I definitely want to be with someone who is into me. That is the biggest thing. I am done selling myself to others who just aren't aware. I've been reading Corey Wayne's videos and am really happy with the practical content so far.


----------



## bkyln309 (Feb 1, 2015)

Wow! Now, list your assets. Because when I find men this picky and single, usually its because they really are not a catch themselves. They are delusional!


----------



## pragmaster (May 7, 2014)

MEM11363 said:


> Prag,
> 
> So 'that' right there (the post below) is a habit you need to erase.
> 
> ...


Which post? Can you clarify? I have no idea what you are talking about. 

Please and thanks.


----------



## MEM2020 (Aug 23, 2009)

Prag

I quoted a post of yours. It's at the bottom of my post. That is the post I am referring to. 





pragmaster said:


> Which post? Can you clarify? I have no idea what you are talking about.
> 
> Please and thanks.


----------



## NobodySpecial (Nov 22, 2013)

MEM11363 said:


> Prag,
> 
> So 'that' right there (the post below) is a habit you need to erase.
> 
> ...


Who ARE you, and when is your book coming out?


----------



## pragmaster (May 7, 2014)

happy as a clam said:


> prag... I find this list superficial and *deplorable.*
> 
> What if you meet a perky, blue-eyed blonde (as in the Norse geneology) who is PERFECT for you? Petite (shorter than YOU -- as you have mentioned you are 5'5"), beautiful, perfect body, smart as a whip, tolerates pot and cigs (but doesn't smoke them), is INTO your pagan beliefs, no trainwreck past...
> 
> ...


Whoa whoa chill out. Lol.

If you read more of the thread you would have seen I cut out some things. My list has been refined. Lol. Yeah. 

420 friendly
Sexual attraction (I find tanned skin more attractive but obviously it's not a deal breaker) 
More quiet than loud
Wants to have kids one day
Witty and humorous
Presentable to friends and family


----------



## MEM2020 (Aug 23, 2009)

Nobody,

Life is now forcing my hand.
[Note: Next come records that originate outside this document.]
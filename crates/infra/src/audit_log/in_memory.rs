use std::collections::HashMap;
use std::sync::RwLock;

use shipline_case::CaseId;
use shipline_core::ExpectedVersion;

use super::r#trait::{AuditEntry, AuditLog, AuditLogError, UncommittedEntry};

/// In-memory append-only audit log.
///
/// Intended for tests/dev. Not optimized for performance.
#[derive(Debug, Default)]
pub struct InMemoryAuditLog {
    streams: RwLock<HashMap<CaseId, Vec<AuditEntry>>>,
}

impl InMemoryAuditLog {
    pub fn new() -> Self {
        Self::default()
    }

    fn current_sequence(stream: &[AuditEntry]) -> u64 {
        stream.last().map(|e| e.sequence).unwrap_or(0)
    }
}

impl AuditLog for InMemoryAuditLog {
    fn append(
        &self,
        entries: Vec<UncommittedEntry>,
        expected: ExpectedVersion,
    ) -> Result<Vec<AuditEntry>, AuditLogError> {
        if entries.is_empty() {
            return Ok(vec![]);
        }

        let case_id = entries[0].case_id;
        if let Some(idx) = entries.iter().position(|e| e.case_id != case_id) {
            return Err(AuditLogError::InvalidAppend(format!(
                "batch contains multiple case_ids (index {idx})"
            )));
        }

        let mut streams = self.streams.write().map_err(|_| AuditLogError::Poisoned)?;
        let stream = streams.entry(case_id).or_default();
        let current = Self::current_sequence(stream);

        if !expected.matches(current) {
            return Err(AuditLogError::Concurrency(format!(
                "expected {expected:?}, found {current}"
            )));
        }

        if let Some(dup) = entries
            .iter()
            .find(|e| stream.iter().any(|s| s.entry_id == e.entry_id))
        {
            return Err(AuditLogError::InvalidAppend(format!(
                "entry {} already exists",
                dup.entry_id
            )));
        }

        let committed: Vec<AuditEntry> = entries
            .into_iter()
            .zip(current + 1..)
            .map(|(e, seq)| e.into_stored(seq))
            .collect();
        stream.extend(committed.iter().cloned());

        Ok(committed)
    }

    fn list_for(&self, case_id: CaseId) -> Result<Vec<AuditEntry>, AuditLogError> {
        let streams = self.streams.read().map_err(|_| AuditLogError::Poisoned)?;

        let mut entries = streams.get(&case_id).cloned().unwrap_or_default();
        entries.sort_by(|a, b| {
            a.timestamp
                .cmp(&b.timestamp)
                .then_with(|| a.sequence.cmp(&b.sequence))
        });
        Ok(entries)
    }
}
I actually need to resume earning money - I'll start on the book in earnest by the end of this month.







NobodySpecial said:


> Who ARE you, and when is your book coming out?


----------



## NobodySpecial (Nov 22, 2013)

Female here. If I knew about your list, I would find you shallow. I notice that character is no where on the list! But long hair and dark skin are. There you have it. Honest feedback. I would walk right by you.


----------



## MarriedDude (Jun 21, 2014)

pragmaster said:


> Thank you for your feedback
> 
> What are some tips to focus on my wants to get them to manifest? I meditate and I understand exactly what you are saying. I really feel the universe resonate and we are definitely on to something here. It's easy to focus on the don't wants, but I struggle focusing on the wants without totally judging someone, specifically on a day-to-day basis.
> 
> ...



Don't dismiss any women. There is a whole wide world of them out there with thoughts just a wierd as the rest of us. Some are beautiful outside some are beautiful inside, some are both, and some -though fewer are neither. If you continue to view the world and the people in it through the lens of someone who has been hurt -you will never see clearly what is there for you. Everyone gets hurt. But to avoid any type relationship risk because there MAY be a downside -you're missing the opportunity to be surprised. It's like the lotto...you can't win if you don't play. 

I think about these things frequently. Most probably do.


----------



## NobodySpecial (Nov 22, 2013)

MEM11363 said:


> Nobody,
> 
> Life is now forcing my hand. I actually need to resume earning money - I'll start on the book in earnest by the end of this month.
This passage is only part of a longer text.